Selon les DG des Editions Sidwaya Mahamadi Tiégna (gauche) et du Centre national des archives, Jean Bertin K. Kamboulé, la signature de convention vient renforcer les liens entre leurs structures.

Le Centre national des archives a organisé une cérémonie de remise officielle du document du fonds photographique traité aux Editions Sidwaya. A cette occasion, les deux structures ont aussi procédé à une signature de convention, le vendredi 11 octobre 2019 à Ouagadougou.

Au regard du caractère spécifique des archives photographiques en matière de collecte, de traitement et de conservation, le Centre national des archives, à travers sa direction des archives audiovisuelles et des unités techniques, a numérisé et traité plus de 6000 photographies des Editions Sidwaya. Outre cette numérisation, les deux structures ont également signé un protocole d’accord, le vendredi 11 octobre 2019 à Ouagadougou.

Selon le conservateur d’archives, Souleymane Sorry, la digitalisation de ces archives se résume en un document de 10 répertoires, avec des photos regroupées par rubrique. Les images classées vont du 8Fi au 17 Fi et le terme Fi, pour lui, caractérise le traitement des photos. «Lorsque vous voulez faire des recherches sur une personnalité, il suffit de chercher le Fi correspondant. En un clic, vous obtiendrez toutes les informations et les photos de la personne», a-t-il expliqué.

De l’avis du Directeur général (DG) des Editions Sidwaya, Mahamadi Tiégna, sa structure a pris conscience depuis belle lurette du processus de numérisation des archives-photos pour répondre aux besoins de la population en matière de recherches. «A force d’exploiter, on arrive à des détériorations irréversibles. Cette numérisation va nous permettre de prolonger la durée de ces photos au profit des chercheurs et étudiants», a-t-il souligné.

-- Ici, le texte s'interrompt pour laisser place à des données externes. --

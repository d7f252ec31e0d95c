//! The recorded inter-agent message.

use super::{MessageDraft, MessageDraftError, MessageId, MessageType, Priority};
use crate::agent::{AgentName, Recipient, TaskId};
use chrono::{DateTime, Utc};
use serde::{Deserialize, Serialize};
use std::collections::BTreeMap;

/// A message recorded by the bus.
///
/// Every field is fixed at send time except read tracking: `read_at` is set
/// once by the first reader and `read_by` collects every reader.
#[derive(Debug, Clone, PartialEq, Eq, Serialize, Deserialize)]
pub struct AgentMessage {
    id: MessageId,
    #[serde(rename = "type")]
    kind: MessageType,
    from: AgentName,
    to: Recipient,
    subject: String,
    body: String,
    task_id: TaskId,
    priority: Priority,
    requires_response: bool,
    #[serde(skip_serializing_if = "Option::is_none")]
    reply_to_id: Option<MessageId>,
    sent_at: DateTime<Utc>,
    #[serde(skip_serializing_if = "Option::is_none")]
    read_at: Option<DateTime<Utc>>,
    #[serde(default, skip_serializing_if = "BTreeMap::is_empty")]
    read_by: BTreeMap<AgentName, DateTime<Utc>>,
}

impl AgentMessage {
    /// Turns a validated draft into a message stamped with `sent_at`.
    ///
    /// # Errors
    ///
    /// Propagates [`MessageDraft::validate`] failures.
    pub fn from_draft(
        draft: MessageDraft,
        sent_at: DateTime<Utc>,
    ) -> Result<Self, MessageDraftError> {
        draft.validate()?;
        let MessageDraft {
            kind,
            from,
            to,
            task_id,
            subject,
            body,
            priority,
            requires_response,
            reply_to,
        } = draft;

        Ok(Self {
            id: MessageId::new(),
            kind,
            from,
            to,
            subject: subject.unwrap_or_default(),
            body: body.unwrap_or_default(),
            task_id,
            priority,
            requires_response,
            reply_to_id: reply_to,
            sent_at,
            read_at: None,
            read_by: BTreeMap::new(),
        })
    }

    /// Returns the message identifier.
    #[must_use]
    pub const fn id(&self) -> MessageId {
        self.id
    }

    /// Returns the message type.
    #[must_use]
    pub const fn kind(&self) -> MessageType {
        self.kind
    }

    /// Returns the sending agent.
    #[must_use]
    pub const fn from(&self) -> &AgentName {
        &self.from
    }

    /// Returns the addressee.
    #[must_use]
    pub const fn to(&self) -> &Recipient {
        &self.to
    }

    /// Returns the subject line.
    #[must_use]
    pub fn subject(&self) -> &str {
        &self.subject
    }

    /// Returns the body text.
    #[must_use]
    pub fn body(&self) -> &str {
        &self.body
    }

    /// Returns the owning task.
    #[must_use]
    pub const fn task_id(&self) -> &TaskId {
        &self.task_id
    }

    /// Returns the priority.
    #[must_use]
    pub const fn priority(&self) -> Priority {
        self.priority
    }

    /// Returns `true` when the sender expects a reply.
    #[must_use]
    pub const fn requires_response(&self) -> bool {
        self.requires_response
    }

    /// Returns the message this one replies to.
    #[must_use]
    pub const fn reply_to_id(&self) -> Option<MessageId> {
        self.reply_to_id
    }

    /// Returns the send timestamp.
    #[must_use]
    pub const fn sent_at(&self) -> DateTime<Utc> {
        self.sent_at
    }

    /// Returns when the message was first read.
    #[must_use]
    pub const fn read_at(&self) -> Option<DateTime<Utc>> {
        self.read_at
    }

    /// Returns every reader and when they read the message.
    #[must_use]
    pub const fn read_by(&self) -> &BTreeMap<AgentName, DateTime<Utc>> {
        &self.read_by
    }

    /// Returns `true` for broadcast messages.
    #[must_use]
    pub const fn is_broadcast(&self) -> bool {
        self.to.is_broadcast()
    }

    /// Returns `true` when the message reaches `agent` directly or by
    /// broadcast.
    #[must_use]
    pub fn is_for(&self, agent: &AgentName) -> bool {
        self.to.reaches(agent)
    }

    /// Records a read receipt. `read_at` keeps the first reader's timestamp.
    pub(crate) fn mark_read(&mut self, reader: AgentName, at: DateTime<Utc>) {
        self.read_at.get_or_insert(at);
        self.read_by.entry(reader).or_insert(at);
    }
}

A entendre son homologue du Centre national des archives, Jean Bertin K. Kamboulé, la perte énorme de la mémoire institutionnelle dans l’administration s’explique par l’ignorance de certains agents publics. Pour lui, dans le domaine des archives, l’agent est responsable du classement et de la conservation, mais il n’en est pas le propriétaire. «Ce travail de numérisation va permettre de pérenniser davantage la mémoire institutionnelle. Lorsque le support physique est manipulé plusieurs fois, il se dégrade. Donc cette digitalisation vient faciliter la préservation à long terme du support physique », a-t-il argué.